At Madonna’s Lincoln Campus, Cody’s motivation to reclaim his independence revved into high gear. Using technical devices and personalized modifications, the young man regained the ability to feed himself, complete self-cares and master his cell phone and computer. “I used every piece of equipment,” said Cody, who also relearned to drive. “Madonna’s technology surpassed anything in the Kansas area.”
Relationships played a key role in Cody’s recovery. Encouragement came from Dr. Paul Krabbenhoft, physiatrist, and counselor Kipp Ransom, both spinal cord injury survivors leading full lives. “They were upbeat, 20-plus years post-injury and that inspired me,” Cody said. Bonding with his nurses and therapists provided healing, too, and Cody appreciated their knowledge and input. Camaraderie with other spinal cord patients inspired the young Kansan. “We celebrated our small goals and pulled each other through.”
Today, Cody is a successful business owner in his hometown of Roseville, Kansas. He specializes in commercial, fine art and portrait photography. “I love the freedom and flexibility with visually telling a story,” explained Cody, who lives on the family farm and also enjoys bow hunting.

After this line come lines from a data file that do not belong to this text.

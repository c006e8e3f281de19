//! Shared application state, cloned into every connection task.

use std::sync::atomic::{AtomicU64, Ordering};
use std::sync::Arc;

use chrono::{DateTime, Utc};

use crate::dispatch::Dispatcher;
use crate::identity::IdentityRelay;
use crate::sockets::SocketRegistry;

/// Monotonic service counters reported by `get_status`.
pub struct Stats {
    pub started_at: DateTime<Utc>,
    renders: AtomicU64,
    saves: AtomicU64,
    sign_ins: AtomicU64,
}

impl Stats {
    pub fn new() -> Self {
        Self {
            started_at: Utc::now(),
            renders: AtomicU64::new(0),
            saves: AtomicU64::new(0),
            sign_ins: AtomicU64::new(0),
        }
    }

    pub fn record_render(&self) {
        self.renders.fetch_add(1, Ordering::Relaxed);
    }

    pub fn record_save(&self) {
        self.saves.fetch_add(1, Ordering::Relaxed);
    }

    pub fn record_sign_in(&self) {
        self.sign_ins.fetch_add(1, Ordering::Relaxed);
    }

    pub fn renders(&self) -> u64 {
        self.renders.load(Ordering::Relaxed)
    }

    pub fn saves(&self) -> u64 {
        self.saves.load(Ordering::Relaxed)
    }

    pub fn sign_ins(&self) -> u64 {
        self.sign_ins.load(Ordering::Relaxed)
    }
}

impl Default for Stats {
    fn default() -> Self {
        Self::new()
    }
}

/// Everything a connection task needs, behind cheap `Arc` clones.
#[derive(Clone)]
pub struct AppState {
    pub registry: Arc<SocketRegistry>,
    pub dispatcher: Arc<Dispatcher>,
    /// Present only on a coordinator configured with GitHub
    /// credentials.
    pub identity: Option<Arc<IdentityRelay>>,
    pub stats: Arc<Stats>,
}
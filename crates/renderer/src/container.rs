//! Sandbox container command construction.
//!
//! Every renderer child runs inside an isolated container: no network,
//! 1 GiB of memory, one CPU, all capabilities dropped, privilege
//! escalation disabled. The engraver image tag selects the stable or
//! unstable build.

use std::process::Stdio;

use tokio::process::Command;

/// Arguments for `docker` that run `image_tag` fully sandboxed, with
/// stdin attached and the container removed on exit.
pub fn sandbox_args(image_tag: &str) -> Vec<String> {
    [
        "run",
        "--rm",
        "-i",
        "--net=none",
        "-m1g",
        "--security-opt=no-new-privileges",
        "--cap-drop",
        "ALL",
        "--cpus=1",
        image_tag,
    ]
    .iter()
    .map(|s| s.to_string())
    .collect()
}

/// Build the command that spawns one sandboxed renderer child.
///
/// stdin/stdout are piped for the line protocol; stderr passes through
/// to the supervisor's own stderr. `kill_on_drop` guarantees the
/// container's client process dies with its slot task.
pub fn sandbox_command(image_tag: &str) -> Command {
    let mut cmd = Command::new("docker");
    cmd.args(sandbox_args(image_tag))
        .stdin(Stdio::piped())
        .stdout(Stdio::piped())
        .stderr(Stdio::inherit())
        .kill_on_drop(true);
    cmd
}

/// Build an engraver image from a build-context directory.
///
/// Runs `docker build <path> -t <tag>` to completion. Called once per
/// configured channel at startup, before any slot spawns.
pub async fn build_image(path: &str, tag: &str) -> Result<(), BuildError> {
    tracing::info!(path, tag, "Building renderer image");
    let status = Command::new("docker")
        .args(["build", path, "-t", tag])
        .status()
        .await
        .map_err(BuildError::Io)?;
    if !status.success() {
        return Err(BuildError::Failed {
            tag: tag.to_string(),
            code: status.code(),
        });
    }
    Ok(())
}

#[derive(Debug, thiserror::Error)]
pub enum BuildError {
    #[error("could not run docker build: {0}")]
    Io(std::io::Error),

    #[error("docker build for image {tag} failed (exit code {code:?})")]
    Failed { tag: String, code: Option<i32> },
}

His truck with adaptive controls, and a four-wheeler, allow freedom for off-grid adventures to places like Montana’s Glacier National Park. On the five-year anniversary of his accident, Cody returned to make peace with the sand dunes. The terrain matched his vivid memory. “It wasn’t all ceremonial; I still wanted to play!” Cody said. “It’s a therapy I can’t get anywhere else.”
Acceptance unfolded in various stages during Cody’s recovery. Staying healthy in body and spirit anchors him. “Madonna taught me a new foundation and opened my eyes.”
A bamboo plant sits on Cody’s desk, a gift from his therapist after completing therapy in 2008. It’s vibrant and thriving, just like Cody.